Many heart beat measuring chest belts send one 5.3 kHz burst of some milliseconds for each heart beat. The receiver clock e.g. in the wrist shows the value in beats/min.
I try to receive the start of the burst from a chest belt with Arduino as a hobby project to learn. There is a coil of transformer wire around a wooden pencil at most 2-4 cm from the belt. The ends of the coil wire go to an op amp, which is connected to the Arduino adc. Arduino detects the amplitudes of the burst wave nicely and shows the heart beat intervals or heart beats/min, when resting or sitting.
But when I move intensely in order to reach high heart beat values, the coil starts sending extra bursts, one or several, at about 60 millisecond intervals.
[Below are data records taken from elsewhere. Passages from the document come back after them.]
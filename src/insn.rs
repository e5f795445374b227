use serde::{Deserialize, Serialize};

use crate::error::{AsmError, ErrorAt, ErrorKind};
use crate::memory::ByteReader;

#[derive(Debug, Clone, Copy, PartialEq, Eq, Serialize, Deserialize)]
pub enum ByteOrder {
    Little,
    Big,
}

/// One instruction (or directive line) being encoded or decoded.
///
/// Lives for exactly one `encode`/`decode` call. Bytes accumulate in stream
/// order; the error slot keeps the first failure.
#[derive(Debug, Clone, Default)]
pub struct Insn {
    address: u32,
    bytes: Vec<u8>,
    name: String,
    error: ErrorAt,
}

impl Insn {
    pub fn new(address: u32) -> Self {
        Self {
            address,
            ..Self::default()
        }
    }

    pub fn address(&self) -> u32 {
        self.address
    }

    /// Moves the instruction start; used by location-counter directives.
    pub fn set_address(&mut self, address: u32) {
        self.address = address;
    }

    pub fn bytes(&self) -> &[u8] {
        &self.bytes
    }

    pub fn len(&self) -> usize {
        self.bytes.len()
    }

    pub fn is_empty(&self) -> bool {
        self.bytes.is_empty()
    }

    /// Where the location counter continues after this instruction.
    pub fn next_address(&self) -> u32 {
        self.address.wrapping_add(self.bytes.len() as u32)
    }

    pub fn name(&self) -> &str {
        &self.name
    }

    pub fn set_name(&mut self, name: impl Into<String>) {
        self.name = name.into();
    }

    pub fn error(&self) -> &ErrorAt {
        &self.error
    }

    pub fn error_mut(&mut self) -> &mut ErrorAt {
        &mut self.error
    }

    pub fn set_error(&mut self, at: usize, kind: ErrorKind) -> &mut Self {
        self.error.set_error(at, kind);
        self
    }

    pub fn is_ok(&self) -> bool {
        self.error.is_ok()
    }

    pub fn check(&self) -> Result<(), AsmError> {
        self.error.check()
    }

    pub fn emit_u8(&mut self, v: u8) {
        self.bytes.push(v);
    }

    pub fn emit_bytes(&mut self, v: &[u8]) {
        self.bytes.extend_from_slice(v);
    }

    pub fn emit_u16(&mut self, v: u16, order: ByteOrder) {
        self.emit_uint(v as u64, 2, order);
    }

    pub fn emit_u32(&mut self, v: u32, order: ByteOrder) {
        self.emit_uint(v as u64, 4, order);
    }

    pub fn emit_u64(&mut self, v: u64, order: ByteOrder) {
        self.emit_uint(v, 8, order);
    }

    /// Emits the low `width` bytes of `v`.
    pub fn emit_uint(&mut self, v: u64, width: usize, order: ByteOrder) {
        let le = v.to_le_bytes();
        match order {
            ByteOrder::Little => self.bytes.extend_from_slice(&le[..width]),
            ByteOrder::Big => self.bytes.extend(le[..width].iter().rev()),
        }
    }

    /// Reads one byte through `mem`, recording it; exhaustion is recorded as
    /// `NoMemory` at the current offset.
    pub fn read_u8<M: ByteReader + ?Sized>(&mut self, mem: &mut M) -> Result<u8, ErrorKind> {
        match mem.read_u8() {
            Ok(b) => {
                self.bytes.push(b);
                Ok(b)
            }
            Err(kind) => {
                let at = self.bytes.len();
                self.error.set_error(at, kind);
                Err(kind)
            }
        }
    }

    /// A [`ByteReader`] that records everything it reads into this instruction.
    pub fn reader<'a, M: ByteReader + ?Sized>(&'a mut self, mem: &'a mut M) -> InsnReader<'a, M> {
        InsnReader { insn: self, mem }
    }
}

pub struct InsnReader<'a, M: ByteReader + ?Sized> {
    insn: &'a mut Insn,
    mem: &'a mut M,
}

impl<M: ByteReader + ?Sized> InsnReader<'_, M> {
    /// Offset of the next byte from the instruction start.
    pub fn offset(&self) -> usize {
        self.insn.len()
    }
}

impl<M: ByteReader + ?Sized> ByteReader for InsnReader<'_, M> {
    fn read_u8(&mut self) -> Result<u8, ErrorKind> {
        self.insn.read_u8(self.mem)
    }
}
I have eliminated them with software so far, mostly correctly. But it would be interesting to know, why there are extra bursts and how to prevent them in the first place.
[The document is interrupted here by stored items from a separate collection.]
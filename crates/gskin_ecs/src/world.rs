//! Ordered entity storage

use indexmap::IndexMap;
use rustc_hash::FxBuildHasher;
use slotmap::SlotMap;

use crate::entity::{Entity, EntityId};

/// Ordered, index-addressable entities a [`Schedule`](crate::Schedule) can tick
///
/// Systems visit entities in index order. Implemented for slices, arrays,
/// `Vec<Entity>` and [`World`].
pub trait EntityCollection {
    fn entity_count(&self) -> usize;

    fn entity_at_mut(&mut self, index: usize) -> Option<&mut Entity>;
}

impl EntityCollection for [Entity] {
    fn entity_count(&self) -> usize {
        self.len()
    }

    fn entity_at_mut(&mut self, index: usize) -> Option<&mut Entity> {
        self.get_mut(index)
    }
}

impl<const N: usize> EntityCollection for [Entity; N] {
    fn entity_count(&self) -> usize {
        N
    }

    fn entity_at_mut(&mut self, index: usize) -> Option<&mut Entity> {
        self.get_mut(index)
    }
}

impl EntityCollection for Vec<Entity> {
    fn entity_count(&self) -> usize {
        self.len()
    }

    fn entity_at_mut(&mut self, index: usize) -> Option<&mut Entity> {
        self.get_mut(index)
    }
}

/// Entities in spawn order, addressable by generational [`EntityId`]
///
/// Ids of despawned entities are never confused with later ones: a reused
/// slot gets a new generation.
#[derive(Default)]
pub struct World {
    ids: SlotMap<EntityId, ()>,
    entities: IndexMap<EntityId, Entity, FxBuildHasher>,
}

impl World {
    /// Create an empty world
    pub fn new() -> Self {
        Self::default()
    }

    /// Add an entity at the end of the iteration order
    pub fn spawn(&mut self, mut entity: Entity) -> EntityId {
        let id = self.ids.insert(());
        entity.set_id(id);
        self.entities.insert(id, entity);
        tracing::trace!(?id, "spawned entity");
        id
    }

    /// Remove an entity, keeping the order of the others
    pub fn despawn(&mut self, id: EntityId) -> Option<Entity> {
        self.ids.remove(id)?;
        let mut entity = self.entities.shift_remove(&id)?;
        entity.set_id(EntityId::default());
        tracing::trace!(?id, "despawned entity");
        Some(entity)
    }

    pub fn get(&self, id: EntityId) -> Option<&Entity> {
        self.entities.get(&id)
    }

    pub fn get_mut(&mut self, id: EntityId) -> Option<&mut Entity> {
        self.entities.get_mut(&id)
    }

    pub fn contains(&self, id: EntityId) -> bool {
        self.ids.contains_key(id)
    }

    /// First entity with the given debug name
    pub fn find_named(&self, name: &str) -> Option<&Entity> {
        self.entities
            .values()
            .find(|entity| entity.name() == Some(name))
    }

    /// Entities holding a value under every one of `names`
    pub fn query<'a>(&'a self, names: &'a [&'a str]) -> impl Iterator<Item = &'a Entity> + 'a {
        self.entities
            .values()
            .filter(move |entity| entity.has_all(names))
    }

    pub fn iter(&self) -> impl Iterator<Item = &Entity> {
        self.entities.values()
    }

    pub fn iter_mut(&mut self) -> impl Iterator<Item = &mut Entity> {
        self.entities.values_mut()
    }

    pub fn len(&self) -> usize {
        self.entities.len()
    }

    pub fn is_empty(&self) -> bool {
        self.entities.is_empty()
    }

    /// Despawn everything
    pub fn clear(&mut self) {
        self.ids.clear();
        self.entities.clear();
    }
}

impl EntityCollection for World {
    fn entity_count(&self) -> usize {
        self.entities.len()
    }

    fn entity_at_mut(&mut self, index: usize) -> Option<&mut Entity> {
        self.entities.get_index_mut(index).map(|(_, entity)| entity)
    }
}

#[cfg(test)]
mod tests {
    use super::*;
    use slotmap::Key;

    #[test]
    fn test_spawn_assigns_ids() {
        let mut world = World::new();
        let id = world.spawn(Entity::named("a"));

        assert!(!id.is_null());
        assert_eq!(world.get(id).map(Entity::id), Some(id));
        assert!(world.contains(id));
    }

    #[test]
    fn test_despawn_keeps_order() {
        let mut world = World::new();
        let a = world.spawn(Entity::named("a"));
        let b = world.spawn(Entity::named("b"));
        let _c = world.spawn(Entity::named("c"));

        let removed = world.despawn(b).unwrap();
        assert!(removed.id().is_null());
        assert!(world.despawn(b).is_none());

        let names: Vec<_> = world.iter().filter_map(Entity::name).collect();
        assert_eq!(names, vec!["a", "c"]);
        assert!(world.contains(a));
    }

    #[test]
    fn test_reused_slot_gets_new_id() {
        let mut world = World::new();
        let old = world.spawn(Entity::new());
        world.despawn(old);
        let new = world.spawn(Entity::new());

        assert_ne!(old, new);
        assert!(world.get(old).is_none());
    }

    #[test]
    fn test_query_and_find() {
        let mut world = World::new();
        world.spawn(Entity::named("rock").with("pos", 0u8));
        world.spawn(Entity::named("ball").with("pos", 0u8).with("velocity", 1u8));

        let moving: Vec<_> = world.query(&["pos", "velocity"]).filter_map(Entity::name).collect();
        assert_eq!(moving, vec!["ball"]);
        assert!(world.find_named("rock").is_some());
        assert!(world.find_named("paper").is_none());
    }

    #[test]
    fn test_collection_indexing() {
        let mut world = World::new();
        world.spawn(Entity::named("first"));

        assert_eq!(world.entity_count(), 1);
        assert_eq!(world.entity_at_mut(0).and_then(|e| e.name().map(str::to_owned)), Some("first".into()));
        assert!(world.entity_at_mut(1).is_none());
    }
}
I have tried with PulseSonic belts and RunTec belts, and both behave in the same way. Their wrist clock part seems to get also the "fake" pulses, and mostly they succeed to show right beats per minute values anyhow. There is a possibility, that my home made coil near the belt disturbs the reception of the signal, at least in some positions. (I can let Arduino and the original wrist clock both show their heartbeatvalues simultaneously; the results are about the same at low heart beat values).
How to receive the bursts more reliably
a) with the coil principle (if possible)
b) somehow else?
There are more advanced sending/receiving principles with e.g. coding to prevent different belts disturbing each other, but the basic uncoded method is enough.